2020年春、「渇きを力に変えてゆく。」

 ポカリスエットは、ここ数年のブランドコミュニケーションを、若者を応援することにフォーカスさせていました。ポカ写、ガチダンス、そして今回はNEO合唱。一人ひとり別々の場所で歌う高校生が、遠隔からビデオでつながりあい一つのハーモニーへと昇華されていく表現は、そのクリエイティブの高い質も伴って大きな反響を呼びました。ビデオでつながりあうという設定がいまの世の中に寄り添ったコミュニケーションであることを伝えていますし、若い人たちを応援するというブランドの目指すところもちゃんと色濃く反映されていて、とても素晴らしいクリエイティブだと筆者自身も感じました。

 また、表現としての水準に加えて、TikTokでもUGC(User Generated Contents、企業などではなく、一般のユーザーが発信するコンテンツのこと)施策を実施しており、文字通りみんなで合唱するための「参加の仕組みづくり」を実現しているのです。

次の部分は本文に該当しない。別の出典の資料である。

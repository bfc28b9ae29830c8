//! TreeHashMap: the public façade binding a key-hashing strategy to the
//! tree engine.

use crate::cursor::{self, Cursor};
use crate::hash::{DefaultHasher, KeyHasher};
use crate::node_arena::{NodeArena, NodeKey};
use crate::tree;
use core::marker::PhantomData;

/// A map from hashed keys to values, stored as an unbalanced binary
/// search tree ordered by the 64-bit hash of the key.
///
/// The map owns the root link and nothing else. Nodes live in a
/// [`NodeArena`] that every mutating operation receives explicitly, so
/// the arena that allocated a node is the one asked to free it. A map
/// that still holds entries must be emptied with [`destroy`] before it
/// goes out of scope; dropping it non-empty is a contract violation and
/// panics, because the map holds no arena to free the nodes with.
///
/// Keys are never stored: insertion and lookup compare hashes only, so
/// two distinct keys whose hashes collide are two distinct entries that
/// lookup cannot tell apart; `find` returns whichever collider sits
/// closest to the root. That trade is safe when keys are pre-hashed
/// unique identifiers and must be accounted for with arbitrary keys.
///
/// Moving a map transfers the root in O(1). Copying is intentionally
/// unsupported.
///
/// [`destroy`]: TreeHashMap::destroy
pub struct TreeHashMap<K: ?Sized, V, H = DefaultHasher<K>> {
    root: Option<NodeKey>,
    hasher: H,
    _keys: PhantomData<fn(&K) -> V>,
}

impl<K: ?Sized, V> TreeHashMap<K, V> {
    /// An empty map using the key's [`ComputeHash`](crate::ComputeHash).
    /// Allocates nothing.
    pub fn new() -> Self {
        Self::with_hasher(DefaultHasher::new())
    }
}

impl<K: ?Sized, V> Default for TreeHashMap<K, V> {
    fn default() -> Self {
        Self::new()
    }
}

impl<K: ?Sized, V, H> TreeHashMap<K, V, H> {
    /// An empty map using a caller-supplied hashing strategy.
    pub fn with_hasher(hasher: H) -> Self {
        Self {
            root: None,
            hasher,
            _keys: PhantomData,
        }
    }

    pub fn is_empty(&self) -> bool {
        self.root.is_none()
    }

    /// Cursor at the first node of the walk (the root), or the end
    /// cursor for an empty map.
    pub fn begin(&self) -> Cursor {
        Cursor { node: self.root }
    }

    pub fn end(&self) -> Cursor {
        Cursor::end()
    }

    /// Remove the node a cursor references and hand its value back.
    ///
    /// Panics on the end cursor and on a cursor from a previous
    /// generation of the slot (double erase). The arena must be the one
    /// that allocated the node; a foreign arena is caught only when the
    /// key happens not to resolve in it.
    pub fn erase(&mut self, arena: &mut NodeArena<V>, cursor: Cursor) -> V {
        let node = cursor.node.expect("erase through the end cursor");
        assert!(arena.contains(node), "erase through a stale cursor");
        tree::remove_node(arena, &mut self.root, node);
        arena.free(node).value
    }

    /// Free every node post-order and reset the map to empty. The only
    /// sanctioned way to empty a non-empty map.
    pub fn destroy(&mut self, arena: &mut NodeArena<V>) {
        let mut cur = self.root.take();
        while let Some(node) = cur {
            let (left, right) = {
                let n = arena.node(node);
                (n.left, n.right)
            };
            if let Some(left) = left {
                cur = Some(left);
            } else if let Some(right) = right {
                cur = Some(right);
            } else {
                let parent = arena.node(node).parent;
                if let Some(p) = parent {
                    let pn = arena.node_mut(p);
                    if pn.left == Some(node) {
                        pn.left = None;
                    } else {
                        pn.right = None;
                    }
                }
                arena.free(node);
                cur = parent;
            }
        }
    }

    /// Visit every value in walk order, yielding `(Cursor, &V)`.
    pub fn iter<'a>(&self, arena: &'a NodeArena<V>) -> Iter<'a, V> {
        Iter {
            arena,
            cur: self.root,
        }
    }

    #[cfg(test)]
    pub(crate) fn root_key(&self) -> Option<NodeKey> {
        self.root
    }
}

impl<K: ?Sized, V, H: KeyHasher<K>> TreeHashMap<K, V, H> {
    /// Cursor at the first node whose hash matches the key's, or the end
    /// cursor when no hash matches. Absence is not an error.
    pub fn find(&self, arena: &NodeArena<V>, key: &K) -> Cursor {
        Cursor {
            node: tree::find_node(arena, self.root, self.hasher.hash_key(key)),
        }
    }

    /// Allocate a node for `value` in `arena` and link it into the tree.
    /// Returns a cursor at the new node. Equal hashes are kept, never
    /// deduplicated.
    pub fn insert(&mut self, arena: &mut NodeArena<V>, key: &K, value: V) -> Cursor {
        let hash = self.hasher.hash_key(key);
        let node = arena.alloc(hash, value);
        tree::insert_node(arena, &mut self.root, node);
        Cursor::new(node)
    }

    /// Like [`insert`], constructing the value at insert time.
    ///
    /// [`insert`]: TreeHashMap::insert
    pub fn insert_with<F>(&mut self, arena: &mut NodeArena<V>, key: &K, make: F) -> Cursor
    where
        F: FnOnce() -> V,
    {
        let hash = self.hasher.hash_key(key);
        let node = arena.alloc(hash, make());
        tree::insert_node(arena, &mut self.root, node);
        Cursor::new(node)
    }
}

impl<K: ?Sized, V, H> Drop for TreeHashMap<K, V, H> {
    fn drop(&mut self) {
        if self.root.is_some() && !std::thread::panicking() {
            panic!("TreeHashMap dropped while non-empty: call destroy() first");
        }
    }
}

/// Walk-order iterator over a map's entries.
pub struct Iter<'a, V> {
    arena: &'a NodeArena<V>,
    cur: Option<NodeKey>,
}

impl<'a, V> Iterator for Iter<'a, V> {
    type Item = (Cursor, &'a V);

    fn next(&mut self) -> Option<Self::Item> {
        let node = self.cur?;
        self.cur = cursor::step(self.arena, node);
        Some((Cursor::new(node), &self.arena.node(node).value))
    }
}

 動画の最後のシーンでは、皆が一斉にカメラを空に向けると、それが青い背景となってポカリスエットのロゴが完成します。YouTubeに公開されているメイキング動画を見ると、参加した中高生達が、「同じ空の下にいること」を確認するために家のベランダなど屋外に出ていることが分かります。つまり、このシーンは、「離れていてもつながっている」ということの象徴でもあるのです。

●今問われている広告の在り方とは

 既に述べたように、この広告は若者向けのものです。しかしながら、筆者自身もこれを見て励まされるような気持ちを覚えたのです。それはなぜでしょうか?

 広告は「広く告げる」と書くため、多くの方は「拡声器で方々に知らせる」ようなものとしてイメージされています。つまり、メディアの力を借りて、たくさんの人に知らせることができるから、広告なのだということです(その見方に立脚して、いまは「広く告げる」よりも「狭く告げる」ことが効果的なのだと語る人もいるでしょう)。

 ただし、「広く告げる」にはもう一つの意味があります。それは社会そのものにスコープを広げて、告げるということです。ポカリスエットの例でいえば、商品を中心に置きつつも、その周縁にある人々の暮らしや社会のいまをも捉えるようなかたちで、コミュニケーションを成立させている――だからこそ、筆者自身にも響くものがあったのだと感じています。

 広告とは、「広く伝える(リーチ)」だけでなく、ブランドと社会の接点そのものを広く捉えて、告げること。まさに社会がいまのような緊急事態に置かれているときこそ、その視点が求められるようにも思います。そのような「広く捉えて告げること」を体現しているという意味においても、このポカリスエットの事例はあるべき広告コミュニケーションに他ならないと考えています。